The hard right, led by Mr. Gaetz, has been threatening Mr. McCarthy’s ouster, with a looming vote to try to remove him from the speaker’s office unless he meets the conservative demands. Still, it’s unclear if any other Republican would have support from the House majority to lead the party.

Mr. Gaetz said afterward that speaker’s bill “went down in flames as I’ve told you all week it would.”

He and others rejecting the temporary measure want the House to instead keep pushing through the 12 individual spending bills needed to fund the government, typically a weeks-long process, as they pursue their conservative priorities.

Some of the Republican holdouts including Mr. Gaetz are allies of Donald Trump, who is Mr. Biden’s chief rival in 2024. The former president has been encouraging the Republicans to fight hard for their priorities and even to “shut it down.”

The margin of defeat shocked even Republican members.

Rep. Mike Garcia, R-Calif., said, “I think what this does, if anything, I think it’s going to rally people around the speaker and go, hey the dysfunction here is not coming from leadership in this case. The dysfunction is coming from individuals that don’t understand the implications of what we’re doing here.’”

Mr. Garcia said, “For the people that claim this isn’t good enough, I want to hear what good enough looks like.”

Another Republican Rep. Ralph Norman of South Carolina, a member of the Freedom Caucus who supported the package, suggested the House was losing its leverage with the failed vote: “We control the purse strings. We just ceded them to the Senate.”

Rep.
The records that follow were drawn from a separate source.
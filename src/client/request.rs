//! Description of a single upstream API call.

use reqwest::Method;
use serde::Serialize;
use serde_json::Value;
use url::Url;

use crate::errors::{GatewayError, Result};

/// Method, path, query and body of one upstream call.
///
/// Path segments added with [`ApiRequest::segment`] are percent-encoded as a
/// single segment, so caller-supplied keys and ids cannot change the route.
#[derive(Debug, Clone)]
pub struct ApiRequest {
    method: Method,
    segments: Vec<String>,
    query: Vec<(String, String)>,
    body: Option<Value>,
    retry_enabled: bool,
}

impl ApiRequest {
    /// Create a request for a static route such as `/api/v3/secrets/raw`
    pub fn new(method: Method, path: &str) -> Self {
        let segments =
            path.split('/').filter(|s| !s.is_empty()).map(|s| s.to_string()).collect();
        Self { method, segments, query: Vec::new(), body: None, retry_enabled: true }
    }

    pub fn get(path: &str) -> Self {
        Self::new(Method::GET, path)
    }

    pub fn post(path: &str) -> Self {
        Self::new(Method::POST, path)
    }

    pub fn patch(path: &str) -> Self {
        Self::new(Method::PATCH, path)
    }

    pub fn delete(path: &str) -> Self {
        Self::new(Method::DELETE, path)
    }

    /// Append one dynamic path segment
    pub fn segment(mut self, value: impl Into<String>) -> Self {
        self.segments.push(value.into());
        self
    }

    /// Append a query parameter
    pub fn query(mut self, key: &str, value: impl ToString) -> Self {
        self.query.push((key.to_string(), value.to_string()));
        self
    }

    /// Append a query parameter only when a value is present
    pub fn query_opt(self, key: &str, value: Option<impl ToString>) -> Self {
        match value {
            Some(value) => self.query(key, value),
            None => self,
        }
    }

    /// Attach a JSON body
    pub fn json<T: Serialize>(mut self, body: &T) -> Result<Self> {
        let value = serde_json::to_value(body).map_err(|e| {
            GatewayError::serialization(e, format!("Failed to encode body for {}", self.path()))
        })?;
        self.body = Some(value);
        Ok(self)
    }

    /// Disable retries for this request
    pub fn without_retry(mut self) -> Self {
        self.retry_enabled = false;
        self
    }

    pub fn method(&self) -> &Method {
        &self.method
    }

    /// Route path for logging, e.g. `/api/v3/secrets/raw/API_KEY`
    pub fn path(&self) -> String {
        format!("/{}", self.segments.join("/"))
    }

    pub fn body(&self) -> Option<&Value> {
        self.body.as_ref()
    }

    pub fn query_pairs(&self) -> &[(String, String)] {
        &self.query
    }

    pub fn retry_enabled(&self) -> bool {
        self.retry_enabled
    }

    /// Resolve against the base URL, keeping any path prefix it carries
    pub fn url(&self, base: &Url) -> Result<Url> {
        let mut url = base.clone();
        url.set_query(None);
        url.set_fragment(None);

        url.path_segments_mut()
            .map_err(|_| {
                GatewayError::configuration(format!("Base URL '{}' cannot be a base", base))
            })?
            .pop_if_empty()
            .extend(self.segments.iter());

        if !self.query.is_empty() {
            url.query_pairs_mut().extend_pairs(self.query.iter());
        }

        Ok(url)
    }
}
//! # Observability
//!
//! Structured logging for the gateway client via the `tracing` ecosystem.

pub mod logging;

pub use logging::log_config_info;

use crate::config::LoggingConfig;
use crate::errors::{GatewayError, Result};
use tracing_subscriber::EnvFilter;

/// Install the global tracing subscriber.
///
/// `RUST_LOG` takes precedence over the configured level. Fails if a global
/// subscriber is already installed.
pub fn init_logging(config: &LoggingConfig) -> Result<()> {
    let filter = EnvFilter::try_from_default_env()
        .or_else(|_| EnvFilter::try_new(&config.level))
        .map_err(|e| {
            GatewayError::configuration(format!("Invalid log level '{}': {}", config.level, e))
        })?;

    let builder = tracing_subscriber::fmt().with_env_filter(filter).with_target(true);

    let result = if config.json {
        builder.json().with_current_span(true).try_init()
    } else {
        builder.try_init()
    };

    result.map_err(|e| {
        GatewayError::configuration_with_source("Failed to install tracing subscriber", e)
    })
}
Rosa DeLauro of Connecticut, the top Democrat on the Appropriations Committee, criticised the proposed Republican cuts as hurting law enforcement, education and taking food out of the mouths of millions. She said 275,000 children would lose access to Head Start and make it harder for parents to work.

“This is a pointless charade with grave consequences for the American people,” Ms. DeLauro said.